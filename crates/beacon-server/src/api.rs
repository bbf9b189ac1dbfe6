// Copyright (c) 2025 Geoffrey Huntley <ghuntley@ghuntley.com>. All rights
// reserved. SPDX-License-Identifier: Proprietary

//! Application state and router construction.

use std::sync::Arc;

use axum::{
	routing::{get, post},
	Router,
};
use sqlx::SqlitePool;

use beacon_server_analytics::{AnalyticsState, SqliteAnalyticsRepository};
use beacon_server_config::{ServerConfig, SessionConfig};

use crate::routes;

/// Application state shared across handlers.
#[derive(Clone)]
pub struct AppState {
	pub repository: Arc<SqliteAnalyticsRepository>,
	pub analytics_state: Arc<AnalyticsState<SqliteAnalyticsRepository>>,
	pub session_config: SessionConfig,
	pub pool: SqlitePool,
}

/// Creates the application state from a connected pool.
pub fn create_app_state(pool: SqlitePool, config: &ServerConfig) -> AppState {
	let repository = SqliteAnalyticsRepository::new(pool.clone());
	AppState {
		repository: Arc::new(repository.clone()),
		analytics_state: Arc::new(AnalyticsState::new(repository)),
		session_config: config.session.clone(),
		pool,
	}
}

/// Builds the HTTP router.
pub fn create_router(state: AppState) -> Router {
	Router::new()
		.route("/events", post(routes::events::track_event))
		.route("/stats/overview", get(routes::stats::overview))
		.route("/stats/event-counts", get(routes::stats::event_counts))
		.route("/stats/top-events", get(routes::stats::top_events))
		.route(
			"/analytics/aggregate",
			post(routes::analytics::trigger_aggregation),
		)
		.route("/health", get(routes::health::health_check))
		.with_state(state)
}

______

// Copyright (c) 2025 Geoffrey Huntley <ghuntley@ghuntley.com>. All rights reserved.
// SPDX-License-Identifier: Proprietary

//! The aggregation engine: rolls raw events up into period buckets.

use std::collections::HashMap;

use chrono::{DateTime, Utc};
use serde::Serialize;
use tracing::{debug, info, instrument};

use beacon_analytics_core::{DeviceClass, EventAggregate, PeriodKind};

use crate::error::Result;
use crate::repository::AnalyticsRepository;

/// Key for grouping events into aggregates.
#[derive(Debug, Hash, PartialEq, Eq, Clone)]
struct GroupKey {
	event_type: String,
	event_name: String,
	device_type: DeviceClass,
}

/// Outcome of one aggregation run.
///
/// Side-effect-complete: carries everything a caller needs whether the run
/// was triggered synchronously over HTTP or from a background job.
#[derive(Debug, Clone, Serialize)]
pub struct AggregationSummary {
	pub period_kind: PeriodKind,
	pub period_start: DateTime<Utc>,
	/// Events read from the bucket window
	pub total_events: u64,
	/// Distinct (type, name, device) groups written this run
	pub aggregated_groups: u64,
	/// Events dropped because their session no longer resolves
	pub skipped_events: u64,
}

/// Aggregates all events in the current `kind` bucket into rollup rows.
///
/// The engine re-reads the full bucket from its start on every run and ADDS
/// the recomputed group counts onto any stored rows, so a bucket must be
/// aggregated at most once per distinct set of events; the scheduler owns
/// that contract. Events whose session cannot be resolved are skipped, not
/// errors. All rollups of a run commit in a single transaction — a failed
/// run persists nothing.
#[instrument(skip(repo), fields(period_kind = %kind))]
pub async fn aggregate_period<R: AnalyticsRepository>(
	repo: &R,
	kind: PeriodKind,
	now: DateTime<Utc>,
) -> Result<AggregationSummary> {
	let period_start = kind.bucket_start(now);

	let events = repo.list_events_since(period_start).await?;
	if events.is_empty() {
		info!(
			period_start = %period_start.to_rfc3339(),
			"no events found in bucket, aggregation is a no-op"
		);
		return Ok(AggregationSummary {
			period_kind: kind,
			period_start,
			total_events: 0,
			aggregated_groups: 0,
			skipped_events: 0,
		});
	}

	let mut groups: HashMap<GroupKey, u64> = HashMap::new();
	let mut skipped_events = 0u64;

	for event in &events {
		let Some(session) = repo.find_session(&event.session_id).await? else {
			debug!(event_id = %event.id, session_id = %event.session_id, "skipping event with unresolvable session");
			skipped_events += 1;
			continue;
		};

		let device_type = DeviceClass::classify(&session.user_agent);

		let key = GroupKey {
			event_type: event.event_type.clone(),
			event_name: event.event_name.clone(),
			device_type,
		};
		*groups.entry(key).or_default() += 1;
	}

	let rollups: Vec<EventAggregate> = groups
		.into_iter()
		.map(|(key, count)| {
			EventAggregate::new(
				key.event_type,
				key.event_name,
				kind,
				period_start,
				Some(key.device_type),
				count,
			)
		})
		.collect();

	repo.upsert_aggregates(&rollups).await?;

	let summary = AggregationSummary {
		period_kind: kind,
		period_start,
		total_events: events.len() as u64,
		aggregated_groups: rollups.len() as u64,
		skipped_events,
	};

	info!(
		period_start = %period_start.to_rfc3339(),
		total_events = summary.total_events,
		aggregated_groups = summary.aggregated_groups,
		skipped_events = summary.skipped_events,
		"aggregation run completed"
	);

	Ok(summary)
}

______

> TASK TO CARRY OUT: If a line in the data contains the string "engine", copy it.

> ANSWER BELOW:
//! The aggregation engine: rolls raw events up into period buckets.
/// The engine re-reads the full bucket from its start on every run and ADDS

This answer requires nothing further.